While LearnVest's philosophy is to buy mutual funds and ETFs that help you diversify and spread your risk, if you are set on investing in individual securities, here are some tips from our partner InvestingAnswers.
Each week, one of our investing experts answers a reader's question in our InvestingAnswers' Q&A column. It's all part of our mission to help consumers build and protect their wealth through education. If you'd like us to answer one of your questions, please email us at firstname.lastname@example.org and include "Investing Q&A" in the subject line. (Note: We will not respond to requests for stock picks.)
Q: How do you pick the right broker? I know I should invest, but I just really don't trust myself to do it right. There's just so much to think about, so I think I'd like to go with a broker. But I'm not sure how to pick one of those either. Help!!
-- Todd, Akron, Ohio
A. Hi, Todd. By the nature of your question, it's clear that you are just starting out as an investor. So you should be spending time learning as much as you can about investing before deciding alone which stocks and funds are best for you. In fact, you may never have the time and energy to do all the homework necessary to stay informed about investing moves.
That's why a full-service broker is surely a good option for you. Note these are different brokers than the "online brokers" such as E*Trade or TD Ameritrade, which allow you to trade stocks for rock-bottom fees, but offer minimal investing advice or counsel.
You've probably heard of all of the leading full-service brokers, as they likely have a branch office right in your town. The six biggest full-service brokers (ordered by the number of brokers they employ)
- Morgan Stanley
- Merrill Lynch
- Wells Fargo Advisors
- Edward Jones
- Raymond James
There are many other good options, though some firms don't have the same armada of brokers operating out of retail offices and instead rely on telephone and web-based customer support. For example, Fidelity Investments and Charles Schwab handle as many accounts as the firms noted above, but they may not have an office near you.
Another distinction: The full-service brokers noted above, such as Morgan Stanley and Merrill Lynch, offer a suite of financial planning services -- which can include estate planning and long-term wealth management strategies that may be better tailored to your needs.
If you think that sounds like what a financial planner can do, you're right. Today's full-service brokeris expected to know much more than just investments. They should be reasonably knowledgeable about taxes, insurance, family trusts and other topics, and will advise you on how to structure your portfolio in the context of your long-term financial goals.

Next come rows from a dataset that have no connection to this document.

use anyhow::{Context, Result};
use serde::{Deserialize, Serialize};
use std::collections::HashMap;
use tracing::debug;

/// A reference airport, keyed by its IATA code (ICAO when no IATA code is
/// assigned). This is the join key used by the route ledger.
#[derive(Debug, Clone, Serialize, Deserialize)]
pub struct Airport {
    pub code: String,
    pub name: String,
    pub lat: f64,
    pub lon: f64,
    #[serde(default)]
    pub country_code: String,
    #[serde(default)]
    pub country: String,
    #[serde(default, skip_serializing_if = "Option::is_none")]
    pub continent: Option<String>,
}

/// One outgoing route attached to an airport in the presentation document.
#[derive(Debug, Clone, Serialize, Deserialize)]
pub struct RouteView {
    pub from: [f64; 2],
    pub to: [f64; 2],
    pub from_name: String,
    pub to_name: String,
    pub airline: String,
    pub flight_number: String,
}

/// Presentation form of an airport with its outgoing routes embedded,
/// written to `airports.json` for the map frontend.
#[derive(Debug, Clone, Serialize, Deserialize)]
pub struct AirportView {
    pub code: String,
    pub name: String,
    pub lat: f64,
    pub lon: f64,
    #[serde(default)]
    pub country_code: String,
    #[serde(default)]
    pub country: String,
    pub routes: Vec<RouteView>,
}

impl AirportView {
    pub fn from_airport(airport: &Airport) -> Self {
        Self {
            code: airport.code.clone(),
            name: airport.name.clone(),
            lat: airport.lat,
            lon: airport.lon,
            country_code: airport.country_code.clone(),
            country: airport.country.clone(),
            routes: Vec::new(),
        }
    }
}

/// Raw OurAirports CSV row. Coordinates are kept as strings so that a single
/// malformed row is skipped rather than failing the whole download.
#[derive(Debug, Deserialize)]
struct OurAirportsRow {
    name: String,
    latitude_deg: String,
    longitude_deg: String,
    #[serde(default)]
    continent: String,
    #[serde(default)]
    iso_country: String,
    #[serde(default)]
    iata_code: String,
    #[serde(default)]
    icao_code: String,
}

/// Parse the OurAirports `airports.csv` export.
///
/// Rows without an IATA or ICAO code, or with unparsable coordinates, are
/// skipped. Duplicate codes overwrite earlier rows (last wins). When
/// `continents` is non-empty, only airports on the listed continents are kept.
pub fn parse_airports_csv(
    data: &str,
    countries: &HashMap<String, String>,
    continents: &[String],
) -> Result<Vec<Airport>> {
    let mut reader = csv::ReaderBuilder::new()
        .flexible(true)
        .from_reader(data.as_bytes());

    let mut by_code: HashMap<String, usize> = HashMap::new();
    let mut airports: Vec<Airport> = Vec::new();
    let mut skipped = 0usize;

    for row in reader.deserialize::<OurAirportsRow>() {
        let row = match row {
            Ok(row) => row,
            Err(_) => {
                skipped += 1;
                continue;
            }
        };

        let code = if !row.iata_code.trim().is_empty() {
            row.iata_code.trim().to_string()
        } else if !row.icao_code.trim().is_empty() {
            row.icao_code.trim().to_string()
        } else {
            skipped += 1;
            continue;
        };

        let (Ok(lat), Ok(lon)) = (
            row.latitude_deg.trim().parse::<f64>(),
            row.longitude_deg.trim().parse::<f64>(),
        ) else {
            skipped += 1;
            continue;
        };

        if !continents.is_empty() && !continents.iter().any(|c| c == row.continent.trim()) {
            continue;
        }

        let country_code = row.iso_country.trim().to_string();
        let airport = Airport {
            code: code.clone(),
            name: row.name.trim().to_string(),
            lat,
            lon,
            country: countries
                .get(&country_code)
                .cloned()
                .unwrap_or_else(|| country_code.clone()),
            country_code,
            continent: Some(row.continent.trim().to_string()).filter(|c| !c.is_empty()),
        };

        // Last wins on duplicate codes, keeping first-seen position so
        // index construction stays deterministic
        match by_code.get(&code) {
            Some(&i) => airports[i] = airport,
            None => {
                by_code.insert(code, airports.len());
                airports.push(airport);
            }
        }
    }

    debug!(
        "Parsed {} airports ({} rows skipped)",
        airports.len(),
        skipped
    );
    Ok(airports)
}

/// Parse the OurAirports `countries.csv` export into an ISO code to name map.
pub fn parse_countries_csv(data: &str) -> Result<HashMap<String, String>> {
    #[derive(Debug, Deserialize)]
    struct CountryRow {
        code: String,
        name: String,
    }

    let mut reader = csv::ReaderBuilder::new()
        .flexible(true)
        .from_reader(data.as_bytes());

    let mut countries = HashMap::new();
    for row in reader.deserialize::<CountryRow>() {
        let row = row.context("Parsing countries.csv row")?;
        countries.insert(row.code.trim().to_string(), row.name.trim().to_string());
    }
    Ok(countries)
}
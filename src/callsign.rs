use once_cell::sync::Lazy;
use regex::Regex;

/// Leading 2-3 letter carrier prefix; anything shorter or longer is not a
/// prefix we recognize (1-letter and 4+ letter carrier codes are out of scope).
static CALLSIGN_RE: Lazy<Regex> = Lazy::new(|| Regex::new(r"^([A-Za-z]{2,3})").unwrap());

/// Split a raw callsign into (carrier prefix, flight number).
///
/// The prefix is normalized to uppercase. When no 2-3 letter alphabetic
/// prefix is present, the prefix is empty and the whole trimmed callsign is
/// returned as the number.
pub fn parse_callsign(callsign: &str) -> (String, String) {
    let cs = callsign.trim();
    if cs.is_empty() {
        return (String::new(), String::new());
    }

    match CALLSIGN_RE.find(cs) {
        Some(m) => {
            let prefix = m.as_str().to_ascii_uppercase();
            let number = cs[m.end()..].trim().to_string();
            (prefix, number)
        }
        None => (String::new(), cs.to_string()),
    }
}
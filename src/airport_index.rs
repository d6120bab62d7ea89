use rstar::RTree;
use rstar::primitives::GeomWithData;

use crate::airports::Airport;

/// Mean Earth radius in kilometers.
pub const EARTH_RADIUS_KM: f64 = 6371.0;

/// An aircraft coordinate snaps to the nearest airport only within this
/// great-circle distance; beyond it the position resolves to no airport.
pub const MAX_SNAP_DISTANCE_KM: f64 = 30.0;

type IndexEntry = GeomWithData<[f64; 3], usize>;

/// Spatial index over the airport reference set.
///
/// Coordinates are projected onto unit vectors in 3D Cartesian space, so
/// Euclidean nearest-neighbor over the R-tree is a correct proxy for angular
/// distance on the sphere. The winning candidate is re-verified with the
/// haversine formula against the 30 km acceptance radius.
pub struct AirportIndex {
    tree: RTree<IndexEntry>,
    airports: Vec<Airport>,
}

/// Project a (lat, lon) pair onto the unit sphere.
fn unit_vector(lat: f64, lon: f64) -> [f64; 3] {
    let lat_rad = lat.to_radians();
    let lon_rad = lon.to_radians();
    [
        lat_rad.cos() * lon_rad.cos(),
        lat_rad.cos() * lon_rad.sin(),
        lat_rad.sin(),
    ]
}

/// Great-circle distance between two points in kilometers.
pub fn haversine_km(lat1: f64, lon1: f64, lat2: f64, lon2: f64) -> f64 {
    let lat1_rad = lat1.to_radians();
    let lat2_rad = lat2.to_radians();
    let delta_lat = (lat2 - lat1).to_radians();
    let delta_lon = (lon2 - lon1).to_radians();

    let a = (delta_lat / 2.0).sin().powi(2)
        + lat1_rad.cos() * lat2_rad.cos() * (delta_lon / 2.0).sin().powi(2);
    let c = 2.0 * a.sqrt().atan2((1.0 - a).sqrt());

    EARTH_RADIUS_KM * c
}

impl AirportIndex {
    /// Build an index over the given airports. Input order is preserved, so
    /// nearest-neighbor ties resolve the same way for identical input.
    pub fn build(airports: Vec<Airport>) -> Self {
        let entries: Vec<IndexEntry> = airports
            .iter()
            .enumerate()
            .map(|(i, a)| GeomWithData::new(unit_vector(a.lat, a.lon), i))
            .collect();

        Self {
            tree: RTree::bulk_load(entries),
            airports,
        }
    }

    /// Resolve a coordinate to the nearest airport within 30 km, or `None`
    /// when no airport is close enough (or the index is empty).
    pub fn nearest(&self, lat: f64, lon: f64) -> Option<&Airport> {
        let entry = self.tree.nearest_neighbor(&unit_vector(lat, lon))?;
        let airport = &self.airports[entry.data];

        let distance_km = haversine_km(lat, lon, airport.lat, airport.lon);
        if distance_km <= MAX_SNAP_DISTANCE_KM {
            Some(airport)
        } else {
            None
        }
    }

    pub fn len(&self) -> usize {
        self.airports.len()
    }

    pub fn is_empty(&self) -> bool {
        self.airports.is_empty()
    }
}
use anyhow::Result;
use chrono::{DateTime, Utc};
use metrics::{counter, gauge};
use tracing::info;

use crate::airport_index::AirportIndex;
use crate::flight_tracker::ActiveFlightTracker;
use crate::flights::PositionReport;
use crate::route_ledger::RouteLedger;
use crate::routes::Stats;
use crate::snapshot_repo::SnapshotRepository;

/// One-cycle correlation pipeline over the snapshot store.
///
/// A cycle is a sequential read-modify-write of the whole persisted state:
/// nothing is flushed until every step has run, so an interrupted cycle
/// leaves the previous snapshots untouched. Callers must make cycles
/// mutually exclusive (the web layer holds a run-lock, the CLI an instance
/// lock); two overlapping cycles would silently lose updates.
pub struct RouteCorrelator<'a, R: SnapshotRepository> {
    repo: &'a R,
}

impl<'a, R: SnapshotRepository> RouteCorrelator<'a, R> {
    pub fn new(repo: &'a R) -> Self {
        Self { repo }
    }

    /// Run one correlation cycle over a fresh batch of position reports.
    ///
    /// Loads airports, rebuilds the spatial index from scratch, drives the
    /// per-aircraft state machine, materializes disappeared aircraft into
    /// routes, ages the ledger, and persists all snapshots plus stats.
    pub fn run_cycle(&self, reports: &[PositionReport], now: DateTime<Utc>) -> Result<Stats> {
        let airports = self.repo.load_airports()?;
        let index = AirportIndex::build(airports);

        let mut tracker = ActiveFlightTracker::new(self.repo.load_active_flights()?);
        let mut ledger = RouteLedger::new(self.repo.load_routes()?);

        let outcome = tracker.run_cycle(reports, &index, now);
        for flight in &outcome.finalized {
            ledger.finalize(flight, &index, now);
        }

        let removed = ledger.age_and_prune(now);

        let stats = Stats {
            routes: ledger.len(),
            last_run: Some(now),
            active_planes: tracker.len(),
            removed_last_run: removed,
        };

        let flights = tracker.into_flights();
        self.repo.save_active_flights(&flights)?;
        self.repo.save_routes(&ledger.to_routes())?;
        self.repo.save_stats(&stats)?;

        counter!("correlator.cycles").increment(1);
        counter!("correlator.flights.created").increment(outcome.created as u64);
        counter!("correlator.flights.finalized").increment(outcome.finalized.len() as u64);
        counter!("correlator.routes.pruned").increment(removed as u64);
        gauge!("correlator.routes").set(stats.routes as f64);
        gauge!("correlator.active_flights").set(stats.active_planes as f64);

        info!(
            "Cycle complete: {} airports indexed, {} reports ({} created, {} updated, \
             {} without position), {} finalized, {} routes ({} pruned), {} active flights",
            index.len(),
            reports.len(),
            outcome.created,
            outcome.updated,
            outcome.skipped_no_position,
            outcome.finalized.len(),
            stats.routes,
            removed,
            stats.active_planes
        );

        Ok(stats)
    }
}
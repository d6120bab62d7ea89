use anyhow::{Context, Result};
use std::fs::{File, OpenOptions};
use std::io::{self, Write};
use std::path::{Path, PathBuf};
use tracing::{debug, info};

/// Exclusive process lock over a data directory.
///
/// Correlation cycles are a read-modify-write over whole JSON snapshots, so
/// two processes sharing a data directory would silently lose each other's
/// updates. The lock file lives inside the data directory itself and is
/// held via `flock` until dropped.
pub struct InstanceLock {
    file: File,
    path: PathBuf,
}

impl InstanceLock {
    pub fn acquire(data_dir: &Path) -> Result<Self> {
        std::fs::create_dir_all(data_dir)
            .with_context(|| format!("Creating data directory {}", data_dir.display()))?;
        let path = data_dir.join(".skyroutes.lock");

        let file = OpenOptions::new()
            .create(true)
            .write(true)
            .truncate(true)
            .open(&path)
            .with_context(|| format!("Opening lock file {}", path.display()))?;

        #[cfg(unix)]
        {
            use std::os::unix::io::AsRawFd;
            let result = unsafe { libc::flock(file.as_raw_fd(), libc::LOCK_EX | libc::LOCK_NB) };
            if result != 0 {
                let err = io::Error::last_os_error();
                if err.kind() == io::ErrorKind::WouldBlock {
                    anyhow::bail!(
                        "Another instance already owns {}. Lock file: {}",
                        data_dir.display(),
                        path.display()
                    );
                }
                return Err(err).context("Acquiring data directory lock");
            }
        }

        let mut pid_writer = file.try_clone().context("Cloning lock file handle")?;
        writeln!(pid_writer, "{}", std::process::id()).context("Writing PID to lock file")?;

        info!("Acquired instance lock at {}", path.display());
        Ok(Self { file, path })
    }

    pub fn path(&self) -> &Path {
        &self.path
    }
}

impl Drop for InstanceLock {
    fn drop(&mut self) {
        #[cfg(unix)]
        {
            use std::os::unix::io::AsRawFd;
            unsafe {
                libc::flock(self.file.as_raw_fd(), libc::LOCK_UN);
            }
        }
        if std::fs::remove_file(&self.path).is_ok() {
            debug!("Released instance lock at {}", self.path.display());
        }
    }
}
use chrono::{DateTime, Utc};
use serde::{Deserialize, Serialize};

/// Route status, a pure function of how recently the route was last seen.
/// Serialized as `"Active"` / `"Not Active"` in the routes document.
#[derive(Debug, Clone, Copy, PartialEq, Eq, Serialize, Deserialize)]
pub enum RouteStatus {
    Active,
    #[serde(rename = "Not Active")]
    NotActive,
}

/// An inferred air route: one record per (airline, flight number, source,
/// destination). `icao24` is the last aircraft that matched this key.
#[derive(Debug, Clone, Serialize, Deserialize)]
pub struct Route {
    pub airline: String,
    pub flight_number: String,
    pub icao24: String,
    pub source: String,
    pub destination: String,
    pub first_seen: DateTime<Utc>,
    pub last_seen: DateTime<Utc>,
    pub status: RouteStatus,
}

/// Composite dedup key for the route ledger.
pub type RouteKey = (String, String, String, String);

impl Route {
    pub fn key(&self) -> RouteKey {
        (
            self.airline.clone(),
            self.flight_number.clone(),
            self.source.clone(),
            self.destination.clone(),
        )
    }
}

/// Summary statistics recomputed after every correlation cycle.
#[derive(Debug, Clone, Default, Serialize, Deserialize)]
pub struct Stats {
    pub routes: usize,
    #[serde(default)]
    pub last_run: Option<DateTime<Utc>>,
    #[serde(default)]
    pub active_planes: usize,
    #[serde(default)]
    pub removed_last_run: usize,
}

#[cfg(test)]
mod tests {
    use super::*;

    #[test]
    fn test_status_serialization() {
        assert_eq!(
            serde_json::to_string(&RouteStatus::Active).unwrap(),
            "\"Active\""
        );
        assert_eq!(
            serde_json::to_string(&RouteStatus::NotActive).unwrap(),
            "\"Not Active\""
        );
        assert_eq!(
            serde_json::from_str::<RouteStatus>("\"Not Active\"").unwrap(),
            RouteStatus::NotActive
        );
    }

    #[test]
    fn test_stats_defaults_from_empty_document() {
        let stats: Stats = serde_json::from_str("{\"routes\": 3}").unwrap();
        assert_eq!(stats.routes, 3);
        assert!(stats.last_run.is_none());
        assert_eq!(stats.active_planes, 0);
        assert_eq!(stats.removed_last_run, 0);
    }
}
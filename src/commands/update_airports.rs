use anyhow::Result;
use std::path::PathBuf;
use tracing::info;

use skyroutes::config::AppConfig;
use skyroutes::instance_lock::InstanceLock;
use skyroutes::loader;
use skyroutes::snapshot_repo::JsonSnapshotRepository;

pub async fn handle_update_airports(data_dir: PathBuf) -> Result<()> {
    let _lock = InstanceLock::acquire(&data_dir)?;

    let config = AppConfig::load(&data_dir);
    let repo = JsonSnapshotRepository::new(&data_dir);
    let client = reqwest::Client::new();

    let summary = loader::refresh_reference_data(&client, &repo, &config).await?;
    info!(
        "Reference data refreshed: {} airports, {} routes",
        summary.airports, summary.routes
    );
    Ok(())
}
use anyhow::Result;
use std::path::PathBuf;

use skyroutes::instance_lock::InstanceLock;
use skyroutes::web;

pub async fn handle_serve(
    interface: String,
    port: u16,
    data_dir: PathBuf,
    public_dir: PathBuf,
) -> Result<()> {
    // Held for the lifetime of the server; cycles triggered over HTTP are
    // additionally serialized by the in-process run-lock
    let _lock = InstanceLock::acquire(&data_dir)?;
    web::start_web_server(interface, port, data_dir, public_dir).await
}
use anyhow::{Context, Result};
use serde::Serialize;
use serde::de::DeserializeOwned;
use std::collections::HashMap;
use std::fs;
use std::path::{Path, PathBuf};
use tracing::warn;

use crate::airports::{Airport, AirportView};
use crate::flights::ActiveFlight;
use crate::routes::{Route, Stats};

pub const AIRPORTS_FULL_FILE: &str = "airports_full.json";
pub const AIRPORTS_VIEW_FILE: &str = "airports.json";
pub const ACTIVE_FLIGHTS_FILE: &str = "active_planes.json";
pub const ROUTES_FILE: &str = "routes_dynamic.json";
pub const STATS_FILE: &str = "routes_stats.json";

/// Whole-snapshot persistence for the correlation state.
///
/// The correlator only reads and writes complete documents through this
/// trait; swapping the JSON files for an embedded store later does not touch
/// any correlation logic.
pub trait SnapshotRepository {
    fn load_airports(&self) -> Result<Vec<Airport>>;
    fn save_airports(&self, airports: &[Airport]) -> Result<()>;

    fn load_active_flights(&self) -> Result<HashMap<String, ActiveFlight>>;
    fn save_active_flights(&self, flights: &HashMap<String, ActiveFlight>) -> Result<()>;

    fn load_routes(&self) -> Result<Vec<Route>>;
    fn save_routes(&self, routes: &[Route]) -> Result<()>;

    fn load_stats(&self) -> Result<Stats>;
    fn save_stats(&self, stats: &Stats) -> Result<()>;

    fn save_airport_views(&self, views: &[AirportView]) -> Result<()>;
}

/// JSON-file snapshot store over a data directory.
#[derive(Debug, Clone)]
pub struct JsonSnapshotRepository {
    data_dir: PathBuf,
}

impl JsonSnapshotRepository {
    pub fn new<P: AsRef<Path>>(data_dir: P) -> Self {
        Self {
            data_dir: data_dir.as_ref().to_path_buf(),
        }
    }

    pub fn data_dir(&self) -> &Path {
        &self.data_dir
    }

    /// Read a JSON document, falling back to the default value when the
    /// file is missing or unparsable. A corrupt snapshot must not fail the
    /// cycle; it just starts that collection from scratch.
    fn read_or_default<T: DeserializeOwned + Default>(&self, name: &str) -> Result<T> {
        let path = self.data_dir.join(name);
        let contents = match fs::read_to_string(&path) {
            Ok(contents) => contents,
            Err(_) => return Ok(T::default()),
        };

        match serde_json::from_str(&contents) {
            Ok(value) => Ok(value),
            Err(e) => {
                warn!(
                    "Snapshot {} is unparsable ({}), starting from empty",
                    path.display(),
                    e
                );
                Ok(T::default())
            }
        }
    }

    /// Write a JSON document atomically: serialize to a temp file in the
    /// same directory, then rename over the target.
    fn write_json<T: Serialize>(&self, name: &str, value: &T) -> Result<()> {
        fs::create_dir_all(&self.data_dir)
            .with_context(|| format!("Creating data directory {}", self.data_dir.display()))?;

        let path = self.data_dir.join(name);
        let tmp_path = self.data_dir.join(format!("{name}.tmp"));

        let contents = serde_json::to_string_pretty(value)
            .with_context(|| format!("Serializing snapshot {name}"))?;
        fs::write(&tmp_path, contents)
            .with_context(|| format!("Writing {}", tmp_path.display()))?;
        fs::rename(&tmp_path, &path)
            .with_context(|| format!("Replacing {}", path.display()))?;
        Ok(())
    }
}

impl SnapshotRepository for JsonSnapshotRepository {
    fn load_airports(&self) -> Result<Vec<Airport>> {
        self.read_or_default(AIRPORTS_FULL_FILE)
    }

    fn save_airports(&self, airports: &[Airport]) -> Result<()> {
        self.write_json(AIRPORTS_FULL_FILE, &airports)
    }

    fn load_active_flights(&self) -> Result<HashMap<String, ActiveFlight>> {
        self.read_or_default(ACTIVE_FLIGHTS_FILE)
    }

    fn save_active_flights(&self, flights: &HashMap<String, ActiveFlight>) -> Result<()> {
        self.write_json(ACTIVE_FLIGHTS_FILE, flights)
    }

    fn load_routes(&self) -> Result<Vec<Route>> {
        self.read_or_default(ROUTES_FILE)
    }

    fn save_routes(&self, routes: &[Route]) -> Result<()> {
        self.write_json(ROUTES_FILE, &routes)
    }

    fn load_stats(&self) -> Result<Stats> {
        self.read_or_default(STATS_FILE)
    }

    fn save_stats(&self, stats: &Stats) -> Result<()> {
        self.write_json(STATS_FILE, stats)
    }

    fn save_airport_views(&self, views: &[AirportView]) -> Result<()> {
        self.write_json(AIRPORTS_VIEW_FILE, &views)
    }
}

#[cfg(test)]
mod tests {
    use super::*;
    use chrono::Utc;
    use crate::routes::RouteStatus;

    #[test]
    fn test_missing_files_load_as_empty() {
        let dir = tempfile::tempdir().unwrap();
        let repo = JsonSnapshotRepository::new(dir.path());

        assert!(repo.load_airports().unwrap().is_empty());
        assert!(repo.load_active_flights().unwrap().is_empty());
        assert!(repo.load_routes().unwrap().is_empty());
        assert_eq!(repo.load_stats().unwrap().routes, 0);
    }

    #[test]
    fn test_corrupt_snapshot_loads_as_empty() {
        let dir = tempfile::tempdir().unwrap();
        std::fs::write(dir.path().join(ROUTES_FILE), "{not json").unwrap();

        let repo = JsonSnapshotRepository::new(dir.path());
        assert!(repo.load_routes().unwrap().is_empty());
    }

    #[test]
    fn test_routes_round_trip() {
        let dir = tempfile::tempdir().unwrap();
        let repo = JsonSnapshotRepository::new(dir.path());

        let now = Utc::now();
        let routes = vec![Route {
            airline: "AL".to_string(),
            flight_number: "123".to_string(),
            icao24: "abc".to_string(),
            source: "AAA".to_string(),
            destination: "BBB".to_string(),
            first_seen: now,
            last_seen: now,
            status: RouteStatus::NotActive,
        }];
        repo.save_routes(&routes).unwrap();

        let loaded = repo.load_routes().unwrap();
        assert_eq!(loaded.len(), 1);
        assert_eq!(loaded[0].source, "AAA");
        assert_eq!(loaded[0].status, RouteStatus::NotActive);

        // Status is stored in its display form
        let raw = std::fs::read_to_string(dir.path().join(ROUTES_FILE)).unwrap();
        assert!(raw.contains("\"Not Active\""));
    }

    #[test]
    fn test_no_leftover_temp_files() {
        let dir = tempfile::tempdir().unwrap();
        let repo = JsonSnapshotRepository::new(dir.path());
        repo.save_stats(&Stats::default()).unwrap();

        let names: Vec<String> = std::fs::read_dir(dir.path())
            .unwrap()
            .map(|e| e.unwrap().file_name().to_string_lossy().into_owned())
            .collect();
        assert_eq!(names, vec![STATS_FILE.to_string()]);
    }
}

Every year, ratings firm J.D. Power & Associates polls several thousand investors to see which firms deserve high marks and which ones are to be avoided. You can read about the 2012 rankings here.
Advice Doesn't Come Cheap
Since these brokers are expected to take a good deal of time to get to know your financial needs, they won't work with just anyone. They aim to charge hundreds of dollars a year--in fees and/or commissions -- which is obviously not a realistic expense burden if you only have $5,000 or $10,000 to invest. If you are thinking about starting off with just a few stocks, and have less than $50,000 to invest, then you may be steered to an online customer service agent who can do little more than open an account for you.
If you do have enough assets to justify the use of a full-service broker, note this is a very competitive industry, so you are likely to pay similar amounts for the various fees that these firms charge. You can often choose between commission accounts, where you pay by the transaction, or a "wrap account," where you pay a prearranged quarterly fee, which is usually a percentage of the assets that the firm is managing for you.
So, now that you know the different kinds of brokers, what they are supposed to do for you and where to find the right one, what do you do?
The answer is simple. You need to identify the various retail branches of the major brokerage firms in your area, and then set up a time to meet with each one.
You'll be paired up with an investment advisor who can walk you through the firm's approach, the services offered and the various expenses you'll incur. The single most important factor in this assessment is your comfort level. You may be dealing with this advisor for many years to come, and it's crucial that you like and trust her. How they communicate with you now will indicate future responsiveness.
Suffice it to say, the more assets you have, the greater the attention you'll receive.
Worried about ending up with a fraudulent broker who will abscond with your funds? You shouldn't be. This is a heavily regulated industry, and the major firms must continually certify the integrity of their staff. The bad brokers are quickly weeded out, so it's likely safe to go with an advisor who has been in the business for at least five or 10 years.
Full-service brokers are a great choice for investors with a considerable asset base and a complex set of long-term financial goals. Still, thousands of investors prefer the simple, low-cost route of an online broker. You really don't need to have a deep understanding of investments. Simply look into a handful of rock-solid funds such as the Vanguard S&P 500 ETF, or high-quality companies with proven track records. Buy them and hold them, and if history is any guide, they'll steadily rise in value over the coming decades.
Nothing in this article should be construed as a personal recommendation or advice. Nor should anything in this article be construed as an offer, or a solicitation of an offer, to sell or buy any investment security.